You blame yourself for her fall. Of course you would. But how can you know? She was nine when the incident occurred, two long years before her first period, longer still before her first truly grievous sin. Yours was a single indiscretion in a righteous life. As always, you blow things out of proportion.

You are almost done. The boys have concluded their game of pew peek-a-boo. The child, having keened miserably through the service, has at last fallen into fitful sleep. Her hands in the coffin clutch a crucifix, just above the two, front and back, the mortician is now the last to know lie permanently woven into her skin. Her latest rage, as much an addiction as any of the junk she'd snorted or smoked over the years. Born again. Holier than thou. Or at least than you.

They discovered the cancer when they ran the intake physical. She'd been feeling weak, losing weight for months, but if she ever stopped to think about it, she assumed it was the drugs. By the time it was diagnosed it had torn through her body and begun tunneling into her brain. When she was told, she asked them to get word out to her sister. She had one last request to make of you. She knew you wouldn't turn her down.

How typical of her that, even in her divine moment of expiation, she found a way to pass the buck. She didn't finish the program, or technically even begin it; she no sooner went off meth than they pumped her full of chemo. If there was a way to get high on that, she'd be the one to find it. True repentance deferred, the child she ruined palmed off on you and yours. Its true measure of damage too deeply buried to see. Her failure always your cross, her salvation your judgment.

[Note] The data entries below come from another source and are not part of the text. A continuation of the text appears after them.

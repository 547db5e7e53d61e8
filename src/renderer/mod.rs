//! Frame rendering pipeline.
//!
//! [`SceneRenderer::render`] runs a fixed sequence of passes over a scene:
//! per-frame data collection, the shadow pass, the geometry (G-buffer) pass,
//! deferred lighting, the skybox, particles, and finally the post-process
//! handoff. Passes never reorder; each consumes only the outputs of earlier
//! ones.

pub mod cache;
pub mod error;
pub mod framework;
pub mod gbuffer;
pub mod light;
pub mod particles;
pub mod postprocess;
pub mod shadow;
pub mod skybox;

use crate::{
    color::Color,
    math::Rect,
    renderer::{
        cache::GeometryCache,
        error::RendererError,
        framework::{
            framebuffer::{Attachment, AttachmentKind, DrawCallStatistics, SharedFrameBuffer},
            gpu_texture::{GpuTextureDescriptor, GpuTextureKind, PixelKind, SharedGpuTexture},
            server::SharedGraphicsServer,
        },
        gbuffer::GBuffer,
        light::{DeferredLightRenderer, LightingInput},
        particles::ParticleRenderer,
        postprocess::PostProcessChain,
        shadow::{csm::CsmRenderer, map::ShadowMapRenderer, ShadowMap},
        skybox::SkyboxRenderer,
    },
    scene::{
        camera::Camera,
        environment::Environment,
        light::{DirectionalLight, PointLight, SpotLight},
        material::{FallbackTextures, Material},
        mesh::SurfaceData,
        model::Model,
        particles::ParticleEmitter,
        Scene, SceneComponent,
    },
    settings::{QualitySettings, ShadowMapStrategy},
};
use nalgebra::Matrix4;
use std::{ops::AddAssign, rc::Rc};

/// Counters accumulated by one render pass.
#[derive(Copy, Clone, Debug, Default, PartialEq, Eq)]
pub struct RenderPassStatistics {
    /// Draw calls submitted.
    pub draw_calls: usize,
    /// Triangles submitted.
    pub triangles_rendered: usize,
}

impl AddAssign<DrawCallStatistics> for RenderPassStatistics {
    fn add_assign(&mut self, rhs: DrawCallStatistics) {
        self.draw_calls += 1;
        self.triangles_rendered += rhs.triangles;
    }
}

impl AddAssign for RenderPassStatistics {
    fn add_assign(&mut self, rhs: Self) {
        self.draw_calls += rhs.draw_calls;
        self.triangles_rendered += rhs.triangles_rendered;
    }
}

/// Per-pass counters for the last rendered frame.
#[derive(Copy, Clone, Debug, Default, PartialEq, Eq)]
pub struct Statistics {
    /// Shadow pass.
    pub shadow: RenderPassStatistics,
    /// Geometry pass.
    pub geometry: RenderPassStatistics,
    /// Lighting pass.
    pub lighting: RenderPassStatistics,
    /// Skybox pass.
    pub skybox: RenderPassStatistics,
    /// Particle pass.
    pub particles: RenderPassStatistics,
    /// Frames rendered since construction.
    pub frames_rendered: usize,
}

impl Statistics {
    /// Sum over all passes of the last frame.
    pub fn total(&self) -> RenderPassStatistics {
        let mut total = RenderPassStatistics::default();
        total += self.shadow;
        total += self.geometry;
        total += self.lighting;
        total += self.skybox;
        total += self.particles;
        total
    }
}

/// One drawable surface flattened out of a model tree: shared geometry, the
/// accumulated world transform and the material.
pub struct SurfaceInstance {
    /// Geometry.
    pub data: Rc<SurfaceData>,
    /// World transform of the owning node.
    pub world: Matrix4<f32>,
    /// Material of the surface.
    pub material: Material,
}

/// Everything collected from the scene for the current frame. Fully cleared
/// at the start of every frame, so nothing can leak from the previous one.
#[derive(Default)]
struct FrameData {
    camera: Option<Camera>,
    directional_lights: Vec<DirectionalLight>,
    point_lights: Vec<PointLight>,
    spot_lights: Vec<SpotLight>,
    environment: Option<Environment>,
    instances: Vec<SurfaceInstance>,
    emitters: Vec<Rc<ParticleEmitter>>,
}

impl FrameData {
    fn clear(&mut self) {
        self.camera = None;
        self.directional_lights.clear();
        self.point_lights.clear();
        self.spot_lights.clear();
        self.environment = None;
        self.instances.clear();
        self.emitters.clear();
    }

    fn collect(&mut self, scene: &Scene) {
        for component in scene.components() {
            match component {
                SceneComponent::Camera(camera) => {
                    if self.camera.is_some() {
                        log::warn!("scene contains multiple cameras, using the last one");
                    }
                    self.camera = Some(camera.clone());
                }
                SceneComponent::DirectionalLight(light) => {
                    self.directional_lights.push(light.clone());
                }
                SceneComponent::PointLight(light) => self.point_lights.push(light.clone()),
                SceneComponent::SpotLight(light) => self.spot_lights.push(light.clone()),
                SceneComponent::Environment(environment) => {
                    self.environment = Some(environment.clone());
                }
                SceneComponent::Model(model) => self.flatten_model(model),
                SceneComponent::ParticleEmitter(emitter) => self.emitters.push(emitter.clone()),
            }
        }
    }

    fn flatten_model(&mut self, model: &Model) {
        for (node, world) in model.traverse() {
            for surface in node.surfaces.iter() {
                self.instances.push(SurfaceInstance {
                    data: surface.data.clone(),
                    world,
                    material: surface.material.clone(),
                });
            }
        }
    }
}

enum ShadowRenderer {
    Cascaded(CsmRenderer),
    Single(ShadowMapRenderer),
}

/// The multi-pass deferred renderer. Construction acquires every GPU resource
/// the pipeline needs (render targets, programs, the BRDF LUT); dropping the
/// renderer, or calling [`destroy`](Self::destroy), releases them.
pub struct SceneRenderer {
    server: SharedGraphicsServer,
    settings: QualitySettings,
    frame_data: FrameData,
    geometry_cache: GeometryCache,
    shadow_renderer: ShadowRenderer,
    gbuffer: GBuffer,
    light_renderer: DeferredLightRenderer,
    skybox_renderer: SkyboxRenderer,
    particle_renderer: ParticleRenderer,
    fallback_textures: FallbackTextures,
    frame_buffer: SharedFrameBuffer,
    frame_texture: SharedGpuTexture,
    post_process_chain: Option<Box<dyn PostProcessChain>>,
    statistics: Statistics,
    width: usize,
    height: usize,
}

fn make_fallback_texture(
    server: &SharedGraphicsServer,
    pixel: [u8; 4],
    anisotropy: f32,
) -> Result<SharedGpuTexture, RendererError> {
    Ok(server.create_texture(GpuTextureDescriptor {
        kind: GpuTextureKind::Rectangle {
            width: 1,
            height: 1,
        },
        pixel_kind: PixelKind::RGBA8,
        data: Some(&pixel),
        anisotropy,
    })?)
}

impl SceneRenderer {
    /// Creates a renderer for the given output resolution. All framebuffers
    /// and shader programs are allocated here and the BRDF integration LUT is
    /// baked; rendering allocates nothing except geometry on first sight.
    pub fn new(
        server: SharedGraphicsServer,
        width: usize,
        height: usize,
        settings: QualitySettings,
    ) -> Result<Self, RendererError> {
        log::info!("creating scene renderer, output {width}x{height}");

        let shadow_renderer = match settings.shadow_strategy {
            ShadowMapStrategy::Cascaded => {
                ShadowRenderer::Cascaded(CsmRenderer::new(&server, &settings.csm_settings)?)
            }
            ShadowMapStrategy::Single => {
                ShadowRenderer::Single(ShadowMapRenderer::new(&server, settings.shadow_map_size)?)
            }
        };

        let gbuffer = GBuffer::new(&server, width, height)?;
        let light_renderer = DeferredLightRenderer::new(&server)?;
        let skybox_renderer = SkyboxRenderer::new(&server)?;
        let particle_renderer = ParticleRenderer::new(&server)?;

        let fallback_textures = FallbackTextures {
            white: make_fallback_texture(&server, [255, 255, 255, 255], settings.anisotropy)?,
            normal: make_fallback_texture(&server, [128, 128, 255, 255], settings.anisotropy)?,
            orm: make_fallback_texture(&server, [255, 255, 0, 255], settings.anisotropy)?,
            black: make_fallback_texture(&server, [0, 0, 0, 255], settings.anisotropy)?,
        };

        let frame_texture = server.create_texture(GpuTextureDescriptor::render_target(
            GpuTextureKind::Rectangle { width, height },
            PixelKind::RGBA16F,
        ))?;
        let frame_depth = server.create_texture(GpuTextureDescriptor::render_target(
            GpuTextureKind::Rectangle { width, height },
            PixelKind::D24S8,
        ))?;
        let frame_buffer = server.create_frame_buffer(
            Some(Attachment {
                kind: AttachmentKind::DepthStencil,
                texture: frame_depth,
            }),
            vec![Attachment {
                kind: AttachmentKind::Color,
                texture: frame_texture.clone(),
            }],
        )?;

        Ok(Self {
            geometry_cache: GeometryCache::new(server.clone()),
            server,
            settings,
            frame_data: FrameData::default(),
            shadow_renderer,
            gbuffer,
            light_renderer,
            skybox_renderer,
            particle_renderer,
            fallback_textures,
            frame_buffer,
            frame_texture,
            post_process_chain: None,
            statistics: Statistics::default(),
            width,
            height,
        })
    }

    /// Installs a post-process chain; the final HDR texture is forwarded to
    /// it after every frame.
    pub fn set_post_process_chain(&mut self, chain: Box<dyn PostProcessChain>) {
        self.post_process_chain = Some(chain);
    }

    /// The G-buffer, for diagnostics.
    pub fn gbuffer(&self) -> &GBuffer {
        &self.gbuffer
    }

    /// Depth textures of the shadow pass, for diagnostics: one per cascade
    /// (near to far), or a single one under
    /// [`ShadowMapStrategy::Single`](crate::settings::ShadowMapStrategy).
    pub fn shadow_textures(&self) -> Vec<SharedGpuTexture> {
        match &self.shadow_renderer {
            ShadowRenderer::Cascaded(csm) => csm.cascade_textures(),
            ShadowRenderer::Single(single) => vec![single.texture().clone()],
        }
    }

    /// The graphics server the renderer was built on, e.g. to inspect
    /// [`alive_resources`](crate::renderer::framework::server::GraphicsServer::alive_resources).
    pub fn server(&self) -> &SharedGraphicsServer {
        &self.server
    }

    /// The final HDR color texture.
    pub fn frame_texture(&self) -> &SharedGpuTexture {
        &self.frame_texture
    }

    /// Counters of the last rendered frame.
    pub fn statistics(&self) -> &Statistics {
        &self.statistics
    }

    /// Settings the renderer was built with.
    pub fn settings(&self) -> &QualitySettings {
        &self.settings
    }

    fn viewport(&self) -> Rect {
        Rect::new(0, 0, self.width as i32, self.height as i32)
    }

    /// Renders one frame of the scene.
    ///
    /// Fails with [`RendererError::NoCamera`] before submitting any GPU work
    /// when the scene contains no camera. Every other absence degrades
    /// gracefully: no lights means an emissive-only image, no directional
    /// light means no shadow pass, no environment means no skybox or IBL.
    pub fn render(&mut self, scene: &Scene) -> Result<Statistics, RendererError> {
        self.frame_data.clear();
        self.frame_data.collect(scene);

        let camera = self.frame_data.camera.clone().ok_or(RendererError::NoCamera)?;

        let mut statistics = Statistics {
            frames_rendered: self.statistics.frames_rendered + 1,
            ..Default::default()
        };

        let shadow_map = match self.frame_data.directional_lights.first() {
            Some(light) => Some(match &self.shadow_renderer {
                ShadowRenderer::Cascaded(csm) => {
                    let (map, stats) = csm.render(
                        &camera,
                        light,
                        &self.frame_data.instances,
                        &mut self.geometry_cache,
                        &self.settings.csm_settings,
                    )?;
                    statistics.shadow = stats;
                    ShadowMap::Cascaded(map)
                }
                ShadowRenderer::Single(single) => {
                    let (map, stats) = single.render(
                        light,
                        &self.frame_data.instances,
                        &mut self.geometry_cache,
                        self.settings.shadow_world_radius,
                    )?;
                    statistics.shadow = stats;
                    ShadowMap::Single(map)
                }
            }),
            None => None,
        };

        statistics.geometry = self.gbuffer.fill(
            &camera,
            &self.frame_data.instances,
            &mut self.geometry_cache,
            &self.fallback_textures,
        )?;

        let viewport = self.viewport();
        self.frame_buffer
            .clear(viewport, Some(Color::BLACK), Some(1.0), Some(0));

        statistics.lighting = self.light_renderer.render(LightingInput {
            target: &self.frame_buffer,
            viewport,
            gbuffer: &self.gbuffer,
            camera: &camera,
            directional_lights: &self.frame_data.directional_lights,
            point_lights: &self.frame_data.point_lights,
            spot_lights: &self.frame_data.spot_lights,
            environment: self.frame_data.environment.as_ref(),
            shadow_map: shadow_map.as_ref(),
        })?;

        if let Some(environment) = self.frame_data.environment.as_ref() {
            statistics.skybox =
                self.skybox_renderer
                    .render(&self.frame_buffer, viewport, &camera, environment)?;
        }

        if !self.frame_data.emitters.is_empty() {
            statistics.particles = self.particle_renderer.render(
                &self.frame_buffer,
                viewport,
                &camera,
                &self.frame_data.emitters,
                self.gbuffer.depth_texture(),
            )?;
        }

        if let Some(chain) = self.post_process_chain.as_mut() {
            chain.process(&self.frame_texture)?;
        }

        self.geometry_cache.update();

        self.statistics = statistics;
        Ok(statistics)
    }

    /// Releases every GPU resource the renderer holds. Taking the renderer by
    /// value makes releasing twice impossible; plain `drop` has the same
    /// effect.
    pub fn destroy(self) {
        log::info!("destroying scene renderer");
        drop(self);
        // Shared resources the host still references (scene textures) stay
        // alive; everything renderer-owned is gone with the last Rc.
    }
}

You describe her final scene. You arrived at the hospital to find her curled within her nightgown, her gap-toothed smile enormous as a clown's grin on a shrunken head. Her voice soft, her words earnest. It was, you say, as if the disease had stripped not only her flesh but her past. She told you about the house, told you it was an accident, and you believed her. Told you about the child, how she'd been turning tricks for years when it came along, how she'd been on the brink of abandoning it when she found it lent her novelty, something she sorely needed. But it wasn't the child, she told you, that had brought her back to Christ. No child could do that. It was the Good Lord's hand reaching into a sinner's life, lifting her, showing her the light.

She asked you to say the rosary with her, to recite the Lord's Prayer. Her cheeks and forehead flinched, her gem blue eyes bored into yours. Perfect replicas of the eyes that now search mine. Trying, still trying to convince me, to convince yourself.

God is real, she assured you. He forgave.